ACTIVITY => When a line in the entries contains the word "await", copy that line in full.

Dataset entries:
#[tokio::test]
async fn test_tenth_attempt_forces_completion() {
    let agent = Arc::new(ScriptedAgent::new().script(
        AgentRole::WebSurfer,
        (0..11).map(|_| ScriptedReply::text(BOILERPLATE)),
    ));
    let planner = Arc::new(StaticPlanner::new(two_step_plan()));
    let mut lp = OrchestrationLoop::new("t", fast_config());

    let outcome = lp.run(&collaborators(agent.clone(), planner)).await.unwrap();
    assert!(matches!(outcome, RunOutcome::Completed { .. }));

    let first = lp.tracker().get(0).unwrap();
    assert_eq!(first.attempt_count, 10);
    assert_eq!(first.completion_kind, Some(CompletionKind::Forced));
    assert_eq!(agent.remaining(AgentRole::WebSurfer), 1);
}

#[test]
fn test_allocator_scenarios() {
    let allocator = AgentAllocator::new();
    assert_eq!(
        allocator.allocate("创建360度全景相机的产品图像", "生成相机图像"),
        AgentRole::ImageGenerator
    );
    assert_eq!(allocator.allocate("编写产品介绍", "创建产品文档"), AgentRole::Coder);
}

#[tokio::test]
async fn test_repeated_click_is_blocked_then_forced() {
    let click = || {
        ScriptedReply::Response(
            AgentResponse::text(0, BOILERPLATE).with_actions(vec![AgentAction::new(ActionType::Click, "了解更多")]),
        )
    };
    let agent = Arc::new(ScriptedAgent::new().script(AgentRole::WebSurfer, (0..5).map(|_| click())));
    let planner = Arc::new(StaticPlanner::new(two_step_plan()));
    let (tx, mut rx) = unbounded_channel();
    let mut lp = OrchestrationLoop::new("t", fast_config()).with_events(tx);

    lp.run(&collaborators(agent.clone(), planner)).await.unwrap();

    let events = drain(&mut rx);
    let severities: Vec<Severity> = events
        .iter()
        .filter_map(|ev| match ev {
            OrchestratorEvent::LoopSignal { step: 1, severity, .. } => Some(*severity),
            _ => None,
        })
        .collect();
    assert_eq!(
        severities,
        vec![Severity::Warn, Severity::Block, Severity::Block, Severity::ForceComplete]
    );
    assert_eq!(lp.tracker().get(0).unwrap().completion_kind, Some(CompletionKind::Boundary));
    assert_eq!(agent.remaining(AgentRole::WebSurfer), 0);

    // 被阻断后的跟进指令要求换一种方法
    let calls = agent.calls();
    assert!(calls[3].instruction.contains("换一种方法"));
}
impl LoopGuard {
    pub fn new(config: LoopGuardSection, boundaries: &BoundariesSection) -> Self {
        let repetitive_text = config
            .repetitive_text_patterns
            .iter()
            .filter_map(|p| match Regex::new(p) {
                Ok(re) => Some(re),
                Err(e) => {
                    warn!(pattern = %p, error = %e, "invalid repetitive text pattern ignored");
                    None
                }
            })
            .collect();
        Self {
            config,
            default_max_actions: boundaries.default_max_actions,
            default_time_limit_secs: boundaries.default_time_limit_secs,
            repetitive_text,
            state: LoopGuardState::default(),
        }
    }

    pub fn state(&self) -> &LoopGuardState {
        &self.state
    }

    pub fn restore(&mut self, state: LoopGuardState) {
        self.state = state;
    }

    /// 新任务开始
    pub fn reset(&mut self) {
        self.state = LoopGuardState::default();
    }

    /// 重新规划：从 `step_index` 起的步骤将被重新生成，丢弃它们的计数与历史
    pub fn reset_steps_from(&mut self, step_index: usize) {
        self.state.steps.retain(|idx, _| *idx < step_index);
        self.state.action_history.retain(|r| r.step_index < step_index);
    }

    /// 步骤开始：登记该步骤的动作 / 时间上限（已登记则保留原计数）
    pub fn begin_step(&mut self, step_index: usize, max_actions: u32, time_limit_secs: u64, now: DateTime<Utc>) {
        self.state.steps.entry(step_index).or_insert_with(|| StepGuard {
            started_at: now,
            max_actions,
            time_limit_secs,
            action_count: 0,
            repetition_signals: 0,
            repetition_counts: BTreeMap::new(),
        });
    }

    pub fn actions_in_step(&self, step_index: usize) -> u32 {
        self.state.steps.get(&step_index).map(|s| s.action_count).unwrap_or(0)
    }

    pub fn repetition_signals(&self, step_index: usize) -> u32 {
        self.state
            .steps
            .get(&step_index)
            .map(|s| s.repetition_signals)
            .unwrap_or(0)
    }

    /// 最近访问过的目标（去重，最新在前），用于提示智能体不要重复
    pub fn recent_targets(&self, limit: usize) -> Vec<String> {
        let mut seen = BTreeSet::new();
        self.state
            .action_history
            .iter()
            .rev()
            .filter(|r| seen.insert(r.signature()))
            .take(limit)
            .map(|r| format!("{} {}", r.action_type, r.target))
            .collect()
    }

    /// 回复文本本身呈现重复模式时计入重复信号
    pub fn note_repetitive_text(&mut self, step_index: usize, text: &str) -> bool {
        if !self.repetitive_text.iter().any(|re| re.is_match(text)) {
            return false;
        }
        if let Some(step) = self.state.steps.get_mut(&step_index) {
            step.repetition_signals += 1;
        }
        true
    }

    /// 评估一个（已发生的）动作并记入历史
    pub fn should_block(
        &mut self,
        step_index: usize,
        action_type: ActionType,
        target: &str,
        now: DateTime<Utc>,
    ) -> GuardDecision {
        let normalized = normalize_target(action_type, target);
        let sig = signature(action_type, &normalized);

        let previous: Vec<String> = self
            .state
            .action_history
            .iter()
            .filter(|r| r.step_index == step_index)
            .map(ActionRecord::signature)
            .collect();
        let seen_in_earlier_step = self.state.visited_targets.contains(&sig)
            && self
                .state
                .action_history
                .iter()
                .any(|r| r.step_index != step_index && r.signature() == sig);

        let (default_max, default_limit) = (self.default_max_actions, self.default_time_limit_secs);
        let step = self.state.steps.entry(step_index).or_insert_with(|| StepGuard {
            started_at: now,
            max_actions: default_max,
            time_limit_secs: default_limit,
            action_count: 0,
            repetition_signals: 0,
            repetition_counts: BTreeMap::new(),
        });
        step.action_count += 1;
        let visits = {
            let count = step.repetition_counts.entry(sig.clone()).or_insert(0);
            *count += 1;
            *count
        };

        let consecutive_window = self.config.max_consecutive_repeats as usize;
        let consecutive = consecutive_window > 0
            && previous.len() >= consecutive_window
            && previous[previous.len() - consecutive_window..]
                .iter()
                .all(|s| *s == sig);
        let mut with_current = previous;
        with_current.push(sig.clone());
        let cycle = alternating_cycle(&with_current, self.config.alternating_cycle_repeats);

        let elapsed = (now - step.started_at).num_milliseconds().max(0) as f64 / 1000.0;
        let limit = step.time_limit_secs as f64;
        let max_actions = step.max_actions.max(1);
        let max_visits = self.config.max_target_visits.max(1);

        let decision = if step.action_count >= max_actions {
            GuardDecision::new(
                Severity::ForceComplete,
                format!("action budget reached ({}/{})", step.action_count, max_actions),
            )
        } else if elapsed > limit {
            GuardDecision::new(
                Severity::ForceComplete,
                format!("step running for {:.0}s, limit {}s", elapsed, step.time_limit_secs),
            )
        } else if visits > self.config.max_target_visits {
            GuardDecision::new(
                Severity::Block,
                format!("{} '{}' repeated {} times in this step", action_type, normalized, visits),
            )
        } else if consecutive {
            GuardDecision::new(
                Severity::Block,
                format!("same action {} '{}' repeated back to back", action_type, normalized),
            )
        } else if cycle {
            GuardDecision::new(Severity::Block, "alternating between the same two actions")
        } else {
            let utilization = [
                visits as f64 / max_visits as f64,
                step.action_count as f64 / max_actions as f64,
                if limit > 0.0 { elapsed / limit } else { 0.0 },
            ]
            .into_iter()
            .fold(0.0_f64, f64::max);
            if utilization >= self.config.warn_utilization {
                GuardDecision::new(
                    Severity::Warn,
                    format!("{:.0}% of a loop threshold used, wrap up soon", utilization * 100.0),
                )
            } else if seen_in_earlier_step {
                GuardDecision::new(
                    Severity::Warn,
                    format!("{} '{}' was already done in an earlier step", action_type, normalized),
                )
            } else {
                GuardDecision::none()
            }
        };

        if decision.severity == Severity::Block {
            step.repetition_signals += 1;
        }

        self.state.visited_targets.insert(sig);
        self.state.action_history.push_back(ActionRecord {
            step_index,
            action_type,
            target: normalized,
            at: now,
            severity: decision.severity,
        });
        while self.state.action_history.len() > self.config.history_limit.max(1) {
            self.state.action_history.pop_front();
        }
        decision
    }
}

TASK ANSWER =>
    let outcome = lp.run(&collaborators(agent.clone(), planner)).await.unwrap();
    lp.run(&collaborators(agent.clone(), planner)).await.unwrap();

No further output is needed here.